Below are some entries. Count the lines where "default" appears and state only that number.

══ Data for this task ══

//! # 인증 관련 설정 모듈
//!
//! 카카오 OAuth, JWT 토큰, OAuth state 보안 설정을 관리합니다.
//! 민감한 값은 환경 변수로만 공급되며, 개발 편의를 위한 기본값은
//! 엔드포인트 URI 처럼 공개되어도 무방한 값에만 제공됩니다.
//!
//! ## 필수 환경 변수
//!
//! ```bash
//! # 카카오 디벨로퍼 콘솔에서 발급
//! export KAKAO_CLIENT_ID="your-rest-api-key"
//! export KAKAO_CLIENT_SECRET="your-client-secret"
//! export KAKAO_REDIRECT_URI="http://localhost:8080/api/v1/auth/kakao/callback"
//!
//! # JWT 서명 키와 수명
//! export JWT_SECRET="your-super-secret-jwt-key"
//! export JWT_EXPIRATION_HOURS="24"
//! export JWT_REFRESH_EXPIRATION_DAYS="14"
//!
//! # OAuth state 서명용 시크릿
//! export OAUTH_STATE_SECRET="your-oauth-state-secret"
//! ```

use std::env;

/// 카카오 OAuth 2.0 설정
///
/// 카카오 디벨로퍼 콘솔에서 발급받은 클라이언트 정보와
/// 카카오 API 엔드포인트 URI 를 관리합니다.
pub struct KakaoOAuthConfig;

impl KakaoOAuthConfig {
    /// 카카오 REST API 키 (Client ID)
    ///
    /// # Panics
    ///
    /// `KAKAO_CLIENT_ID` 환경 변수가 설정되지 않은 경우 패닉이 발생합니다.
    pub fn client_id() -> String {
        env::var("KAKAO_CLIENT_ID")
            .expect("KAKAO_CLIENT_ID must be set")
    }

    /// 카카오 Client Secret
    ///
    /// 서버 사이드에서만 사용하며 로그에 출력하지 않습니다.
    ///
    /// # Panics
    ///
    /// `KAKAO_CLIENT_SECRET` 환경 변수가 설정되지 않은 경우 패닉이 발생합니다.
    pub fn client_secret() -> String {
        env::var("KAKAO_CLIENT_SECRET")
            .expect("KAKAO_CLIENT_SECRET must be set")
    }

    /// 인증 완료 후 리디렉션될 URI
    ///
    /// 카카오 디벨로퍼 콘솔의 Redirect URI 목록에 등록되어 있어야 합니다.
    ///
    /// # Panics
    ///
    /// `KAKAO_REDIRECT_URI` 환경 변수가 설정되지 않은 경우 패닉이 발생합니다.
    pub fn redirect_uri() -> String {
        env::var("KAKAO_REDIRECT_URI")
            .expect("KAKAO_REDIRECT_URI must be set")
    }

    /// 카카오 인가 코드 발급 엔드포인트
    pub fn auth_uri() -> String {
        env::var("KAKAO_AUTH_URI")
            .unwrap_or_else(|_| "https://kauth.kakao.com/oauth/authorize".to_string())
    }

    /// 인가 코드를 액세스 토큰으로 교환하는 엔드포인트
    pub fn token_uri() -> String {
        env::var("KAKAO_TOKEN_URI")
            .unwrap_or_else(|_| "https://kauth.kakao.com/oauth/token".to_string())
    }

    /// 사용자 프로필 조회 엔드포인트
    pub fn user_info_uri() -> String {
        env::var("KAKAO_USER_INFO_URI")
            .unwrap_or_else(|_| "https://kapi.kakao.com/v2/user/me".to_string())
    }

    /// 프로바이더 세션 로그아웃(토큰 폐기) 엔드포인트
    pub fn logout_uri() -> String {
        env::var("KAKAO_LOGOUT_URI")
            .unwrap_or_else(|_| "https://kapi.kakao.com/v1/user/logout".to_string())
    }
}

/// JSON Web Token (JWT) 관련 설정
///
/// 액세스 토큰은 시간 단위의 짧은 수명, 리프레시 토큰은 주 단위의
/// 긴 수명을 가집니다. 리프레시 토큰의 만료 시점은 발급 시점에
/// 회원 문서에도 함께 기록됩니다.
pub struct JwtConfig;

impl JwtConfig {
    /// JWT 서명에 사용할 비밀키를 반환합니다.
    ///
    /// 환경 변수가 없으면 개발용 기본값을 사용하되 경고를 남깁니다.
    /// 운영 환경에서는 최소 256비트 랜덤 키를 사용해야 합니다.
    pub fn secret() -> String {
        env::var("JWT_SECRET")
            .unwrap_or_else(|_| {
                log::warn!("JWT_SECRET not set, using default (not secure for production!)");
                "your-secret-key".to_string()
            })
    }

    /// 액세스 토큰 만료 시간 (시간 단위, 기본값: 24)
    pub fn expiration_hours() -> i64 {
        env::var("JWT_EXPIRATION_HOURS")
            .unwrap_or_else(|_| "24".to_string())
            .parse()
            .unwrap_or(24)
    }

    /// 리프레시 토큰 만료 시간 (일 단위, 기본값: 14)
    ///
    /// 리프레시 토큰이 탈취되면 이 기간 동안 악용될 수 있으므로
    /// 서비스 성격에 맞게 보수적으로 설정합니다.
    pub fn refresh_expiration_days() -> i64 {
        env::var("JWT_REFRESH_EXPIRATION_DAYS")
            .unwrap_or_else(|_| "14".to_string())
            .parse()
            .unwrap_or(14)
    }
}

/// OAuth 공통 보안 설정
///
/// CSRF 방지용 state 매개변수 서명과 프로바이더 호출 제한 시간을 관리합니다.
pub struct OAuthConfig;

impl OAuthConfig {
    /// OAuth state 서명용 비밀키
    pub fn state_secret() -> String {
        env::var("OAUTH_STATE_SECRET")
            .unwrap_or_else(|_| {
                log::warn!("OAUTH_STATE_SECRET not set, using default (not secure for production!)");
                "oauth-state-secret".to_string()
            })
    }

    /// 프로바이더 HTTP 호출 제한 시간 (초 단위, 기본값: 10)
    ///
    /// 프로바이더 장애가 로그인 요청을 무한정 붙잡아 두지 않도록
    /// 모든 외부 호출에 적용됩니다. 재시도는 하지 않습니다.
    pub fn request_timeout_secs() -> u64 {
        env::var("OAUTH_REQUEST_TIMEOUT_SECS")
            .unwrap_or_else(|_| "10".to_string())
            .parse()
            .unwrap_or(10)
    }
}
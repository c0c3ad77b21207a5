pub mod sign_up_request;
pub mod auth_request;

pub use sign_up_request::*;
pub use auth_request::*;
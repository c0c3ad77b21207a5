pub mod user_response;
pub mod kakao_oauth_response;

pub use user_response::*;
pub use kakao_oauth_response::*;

═══
══ Data for this task ══

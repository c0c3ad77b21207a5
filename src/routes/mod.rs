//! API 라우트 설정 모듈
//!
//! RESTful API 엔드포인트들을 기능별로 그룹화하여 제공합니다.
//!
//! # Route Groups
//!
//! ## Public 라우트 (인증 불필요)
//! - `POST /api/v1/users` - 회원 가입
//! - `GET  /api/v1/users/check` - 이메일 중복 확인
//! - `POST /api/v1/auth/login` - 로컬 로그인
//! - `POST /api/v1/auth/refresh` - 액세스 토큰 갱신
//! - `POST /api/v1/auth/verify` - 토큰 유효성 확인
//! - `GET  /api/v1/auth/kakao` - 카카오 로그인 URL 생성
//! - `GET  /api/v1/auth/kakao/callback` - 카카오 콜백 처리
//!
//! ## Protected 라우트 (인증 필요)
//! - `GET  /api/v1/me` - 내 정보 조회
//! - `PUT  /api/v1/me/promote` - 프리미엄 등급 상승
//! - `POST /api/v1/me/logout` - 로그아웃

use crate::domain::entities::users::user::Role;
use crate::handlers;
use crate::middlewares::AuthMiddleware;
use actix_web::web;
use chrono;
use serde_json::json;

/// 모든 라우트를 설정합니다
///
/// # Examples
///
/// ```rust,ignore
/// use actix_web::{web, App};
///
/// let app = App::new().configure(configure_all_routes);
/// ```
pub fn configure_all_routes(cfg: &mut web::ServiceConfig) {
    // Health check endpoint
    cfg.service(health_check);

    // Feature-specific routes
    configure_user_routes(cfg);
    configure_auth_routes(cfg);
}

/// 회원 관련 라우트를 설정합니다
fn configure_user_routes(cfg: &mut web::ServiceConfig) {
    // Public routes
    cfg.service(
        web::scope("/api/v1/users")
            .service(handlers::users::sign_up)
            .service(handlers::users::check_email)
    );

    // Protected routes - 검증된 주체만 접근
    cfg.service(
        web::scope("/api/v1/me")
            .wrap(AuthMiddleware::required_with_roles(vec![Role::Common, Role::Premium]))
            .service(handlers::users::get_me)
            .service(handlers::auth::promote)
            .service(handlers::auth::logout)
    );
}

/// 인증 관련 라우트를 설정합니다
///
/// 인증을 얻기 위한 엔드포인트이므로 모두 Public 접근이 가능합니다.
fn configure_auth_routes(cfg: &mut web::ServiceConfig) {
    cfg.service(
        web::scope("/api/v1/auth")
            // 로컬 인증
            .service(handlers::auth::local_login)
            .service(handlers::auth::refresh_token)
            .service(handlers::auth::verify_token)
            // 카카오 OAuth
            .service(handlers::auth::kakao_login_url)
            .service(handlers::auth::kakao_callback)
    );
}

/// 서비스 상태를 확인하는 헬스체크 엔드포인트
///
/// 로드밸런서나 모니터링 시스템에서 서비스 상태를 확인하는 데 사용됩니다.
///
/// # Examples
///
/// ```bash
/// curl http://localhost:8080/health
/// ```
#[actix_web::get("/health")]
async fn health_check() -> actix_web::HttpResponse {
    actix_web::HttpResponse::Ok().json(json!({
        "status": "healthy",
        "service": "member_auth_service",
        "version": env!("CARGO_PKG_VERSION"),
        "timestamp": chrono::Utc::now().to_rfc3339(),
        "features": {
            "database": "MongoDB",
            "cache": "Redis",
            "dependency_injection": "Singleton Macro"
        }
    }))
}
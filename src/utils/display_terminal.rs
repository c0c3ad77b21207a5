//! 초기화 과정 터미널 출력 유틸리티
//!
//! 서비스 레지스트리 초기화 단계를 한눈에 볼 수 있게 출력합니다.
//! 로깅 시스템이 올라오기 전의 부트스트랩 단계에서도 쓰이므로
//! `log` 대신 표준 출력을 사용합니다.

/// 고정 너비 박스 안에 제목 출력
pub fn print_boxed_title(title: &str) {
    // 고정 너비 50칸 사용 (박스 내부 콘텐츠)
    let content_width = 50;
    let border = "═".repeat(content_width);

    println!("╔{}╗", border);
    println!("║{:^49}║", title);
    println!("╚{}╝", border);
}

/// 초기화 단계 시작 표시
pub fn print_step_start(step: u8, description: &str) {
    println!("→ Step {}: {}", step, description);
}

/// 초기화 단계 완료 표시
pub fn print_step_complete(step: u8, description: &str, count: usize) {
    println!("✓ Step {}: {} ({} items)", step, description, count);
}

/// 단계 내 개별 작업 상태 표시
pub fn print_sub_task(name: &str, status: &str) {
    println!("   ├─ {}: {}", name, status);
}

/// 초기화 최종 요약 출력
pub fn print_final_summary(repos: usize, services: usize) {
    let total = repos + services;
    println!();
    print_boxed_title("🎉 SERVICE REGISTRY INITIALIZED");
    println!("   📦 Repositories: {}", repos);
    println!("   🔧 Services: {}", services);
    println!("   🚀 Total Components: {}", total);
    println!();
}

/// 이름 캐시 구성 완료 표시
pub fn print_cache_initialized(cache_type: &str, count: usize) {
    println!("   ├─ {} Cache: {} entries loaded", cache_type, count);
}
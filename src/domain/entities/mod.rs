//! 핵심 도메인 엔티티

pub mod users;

═══

Written reply
2